### Prompt
Only those lines in the data below from the line containing "filename src/model/file.rs" through the line containing "pub fn train(language: Language, corpus: &str)", both included, should be restated word for word.

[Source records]
▬▬▬

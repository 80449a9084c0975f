use crate::{
    config::Strategy,
    error::DetectionError,
    lang::{Language, all_languages, all_spoken_languages, all_with_script},
    unicode::ScriptSet,
};
use std::ops::Deref;

/// Minimum number of distinct languages an explicit list must name, and
/// the minimum a `without_languages` exclusion must leave.
pub const MIN_CANDIDATES: usize = 2;

/// Languages a detection call chooses between: non-empty, duplicate-free,
/// in catalog order.
#[derive(Debug, Clone, PartialEq, Eq)]
pub struct CandidateSet {
    languages: Vec<Language>,
}

impl CandidateSet {
    pub fn build(strategy: &Strategy) -> Result<Self, DetectionError> {
        let languages = match strategy {
            Strategy::AllLanguages => all_languages().to_vec(),
            Strategy::AllSpokenLanguages => all_spoken_languages(),
            Strategy::AllWithScript(script) => all_with_script(*script),
            Strategy::WithLanguages(listed) => {
                let listed = distinct(listed);
                require_enough(strategy, listed.len())?;
                listed
            }
            Strategy::WithoutLanguages(listed) => {
                let excluded = distinct(listed);
                require_enough(strategy, excluded.len())?;
                let remaining: Vec<_> = all_languages()
                    .iter()
                    .copied()
                    .filter(|l| excluded.binary_search(l).is_err())
                    .collect();
                require_enough(strategy, remaining.len())?;
                remaining
            }
        };
        Ok(Self { languages })
    }

    #[inline]
    pub fn languages(&self) -> &[Language] {
        &self.languages
    }

    #[inline]
    pub fn contains(&self, language: Language) -> bool {
        self.languages.binary_search(&language).is_ok()
    }

    /// Split into candidates written in one of `scripts` and the rest.
    ///
    /// An empty script set filters nothing.
    pub fn partition_by_scripts(&self, scripts: ScriptSet) -> (Vec<Language>, Vec<Language>) {
        if scripts.is_empty() {
            return (self.languages.clone(), Vec::new());
        }
        self.languages
            .iter()
            .copied()
            .partition(|l| scripts.intersects_bits(l.script_bits()))
    }
}

impl Deref for CandidateSet {
    type Target = [Language];

    fn deref(&self) -> &[Language] {
        &self.languages
    }
}

fn distinct(languages: &[Language]) -> Vec<Language> {
    let mut out = languages.to_vec();
    out.sort_unstable();
    out.dedup();
    out
}

fn require_enough(strategy: &Strategy, count: usize) -> Result<(), DetectionError> {
    if count < MIN_CANDIDATES {
        return Err(DetectionError::InsufficientLanguages {
            strategy: strategy.kind(),
            count,
        });
    }
    Ok(())
}
use crate::{
    error::DetectionError,
    lang::Language,
    model::{LanguageModel, ModelStore},
    text::{MAX_ORDER, NGramProfile},
};
use tracing::trace;

/// Weight of each n-gram order, unigrams first. Higher orders are more
/// discriminative, so they count more.
pub const ORDER_WEIGHTS: [f64; MAX_ORDER] = [1.0, 2.0, 3.0, 4.0, 5.0];

/// Raw log-likelihood scoring against models borrowed from a [`ModelStore`].
#[derive(Debug, Clone, Copy)]
pub struct Scorer<'s> {
    store: &'s ModelStore,
}

impl<'s> Scorer<'s> {
    pub fn new(store: &'s ModelStore) -> Self {
        Self { store }
    }

    /// One finite score per candidate, in the order given. Scores are only
    /// comparable within one call.
    pub fn score(
        &self,
        profile: &NGramProfile<'_>,
        candidates: &[Language],
    ) -> Result<Vec<(Language, f64)>, DetectionError> {
        candidates
            .iter()
            .map(|&language| {
                let model = self.store.model_for(language)?;
                let score = score_model(model, profile);
                trace!("{} scored {:.4}", language, score);
                Ok((language, score))
            })
            .collect()
    }
}

/// Weighted mean over orders of the summed n-gram log-probabilities.
pub fn score_model(model: &LanguageModel, profile: &NGramProfile<'_>) -> f64 {
    let mut weighted = 0.0;
    let mut weight_sum = 0.0;
    for (order, grams) in profile.orders() {
        let weight = ORDER_WEIGHTS[order - 1];
        let sum: f64 = grams.iter().map(|g| model.log_probability(order, g)).sum();
        weighted += weight * sum;
        weight_sum += weight;
    }
    if weight_sum == 0.0 {
        return 0.0;
    }
    weighted / weight_sum
}
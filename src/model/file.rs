use crate::{
    lang::Language,
    model::ModelError,
    text::{ORDERS, PreparedText},
};
use rustc_hash::FxHashMap;
use serde::{Deserialize, Serialize};
use std::collections::BTreeMap;

pub const FORMAT_VERSION: u32 = 1;

/// On-disk model, format version 1.
///
/// ```json
/// {"version":1,"language":"eng","orders":[
///   {"order":1,"total":878,"ngrams":{"2":"q x","8":"k"}}]}
/// ```
#[derive(Debug, Clone, PartialEq, Eq, Serialize, Deserialize)]
pub struct ModelFile {
    pub version: u32,
    /// ISO 639-3 code of the language the model was trained for.
    pub language: String,
    pub orders: Vec<OrderTable>,
}

/// N-gram counts of one order. `ngrams` maps an occurrence count to the
/// space-separated n-grams seen exactly that many times.
#[derive(Debug, Clone, PartialEq, Eq, Serialize, Deserialize)]
pub struct OrderTable {
    pub order: usize,
    pub total: u64,
    pub ngrams: BTreeMap<u64, String>,
}

impl ModelFile {
    pub fn from_json(json: &str) -> Result<Self, ModelError> {
        Ok(serde_json::from_str(json)?)
    }

    pub fn to_json(&self) -> Result<String, ModelError> {
        Ok(serde_json::to_string(self)?)
    }

    /// Count every n-gram of `corpus` the way detection extracts them.
    ///
    /// Orders with no n-grams are left out. Within a count group n-grams are
    /// sorted, so training the same corpus twice yields identical files.
    pub fn train(language: Language, corpus: &str) -> Self {
        let text = PreparedText::new(corpus);
        let mut orders = Vec::new();

        for order in ORDERS {
            let grams = text.ngrams(order);
            if grams.is_empty() {
                continue;
            }
            let total = grams.len() as u64;

            let mut counts: FxHashMap<&str, u64> = FxHashMap::default();
            for gram in grams {
                *counts.entry(gram).or_default() += 1;
            }

            let mut groups: BTreeMap<u64, Vec<&str>> = BTreeMap::new();
            for (gram, count) in counts {
                groups.entry(count).or_default().push(gram);
            }
            let ngrams = groups
                .into_iter()
                .map(|(count, mut grams)| {
                    grams.sort_unstable();
                    (count, grams.join(" "))
                })
                .collect();

            orders.push(OrderTable { order, total, ngrams });
        }

        Self {
            version: FORMAT_VERSION,
            language: language.iso_code_639_3().to_string(),
            orders,
        }
    }
}

#[cfg(test)]
mod tests {
    use super::*;
    use crate::lang::{ENGLISH, GERMAN};

    #[test]
    fn train_groups_by_count() {
        let file = ModelFile::train(ENGLISH, "Abba");
        assert_eq!(file.version, 1);
        assert_eq!(file.language, "eng");

        let unigrams = &file.orders[0];
        assert_eq!(unigrams.order, 1);
        assert_eq!(unigrams.total, 4);
        assert_eq!(unigrams.ngrams.get(&2).map(String::as_str), Some("a b"));

        let orders: Vec<_> = file.orders.iter().map(|t| t.order).collect();
        assert_eq!(orders, [1, 2, 3, 4]);
    }

    #[test]
    fn training_is_deterministic() {
        let corpus = "Der schnelle braune Fuchs springt über den faulen Hund.";
        assert_eq!(ModelFile::train(GERMAN, corpus), ModelFile::train(GERMAN, corpus));
    }

    #[test]
    fn json_field_layout() {
        let json = ModelFile::train(ENGLISH, "ab").to_json().unwrap();
        assert_eq!(
            json,
            r#"{"version":1,"language":"eng","orders":[{"order":1,"total":2,"ngrams":{"1":"a b"}},{"order":2,"total":1,"ngrams":{"1":"ab"}}]}"#
        );
        assert_eq!(ModelFile::from_json(&json).unwrap(), ModelFile::train(ENGLISH, "ab"));
    }

    #[test]
    fn reproduces_the_embedded_english_model() {
        let corpus = include_str!(concat!(env!("CARGO_MANIFEST_DIR"), "/assets/corpora/eng.txt"));
        let embedded = ModelFile::from_json(crate::lang::data::MODEL_ASSETS[ENGLISH.index()]).unwrap();
        assert_eq!(ModelFile::train(ENGLISH, corpus), embedded);
    }

    #[test]
    fn malformed_json_is_a_parse_error() {
        assert!(matches!(ModelFile::from_json("{\"version\":"), Err(ModelError::Parse(_))));
        assert!(matches!(
            ModelFile::from_json(r#"{"version":1,"language":"eng","orders":[{"order":1,"total":1,"ngrams":{"x":"a"}}]}"#),
            Err(ModelError::Parse(_))
        ));
    }
}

▬▬▬

### Exercise answer
filename src/model/file.rs
use crate::{
    lang::Language,
    model::ModelError,
    text::{ORDERS, PreparedText},
};
use rustc_hash::FxHashMap;
use serde::{Deserialize, Serialize};
use std::collections::BTreeMap;

pub const FORMAT_VERSION: u32 = 1;

/// On-disk model, format version 1.
///
/// ```json
/// {"version":1,"language":"eng","orders":[
///   {"order":1,"total":878,"ngrams":{"2":"q x","8":"k"}}]}
/// ```
#[derive(Debug, Clone, PartialEq, Eq, Serialize, Deserialize)]
pub struct ModelFile {
    pub version: u32,
    /// ISO 639-3 code of the language the model was trained for.
    pub language: String,
    pub orders: Vec<OrderTable>,
}

/// N-gram counts of one order. `ngrams` maps an occurrence count to the
/// space-separated n-grams seen exactly that many times.
#[derive(Debug, Clone, PartialEq, Eq, Serialize, Deserialize)]
pub struct OrderTable {
    pub order: usize,
    pub total: u64,
    pub ngrams: BTreeMap<u64, String>,
}

impl ModelFile {
    pub fn from_json(json: &str) -> Result<Self, ModelError> {
        Ok(serde_json::from_str(json)?)
    }

    pub fn to_json(&self) -> Result<String, ModelError> {
        Ok(serde_json::to_string(self)?)
    }

    /// Count every n-gram of `corpus` the way detection extracts them.
    ///
    /// Orders with no n-grams are left out. Within a count group n-grams are
    /// sorted, so training the same corpus twice yields identical files.
    pub fn train(language: Language, corpus: &str) -> Self {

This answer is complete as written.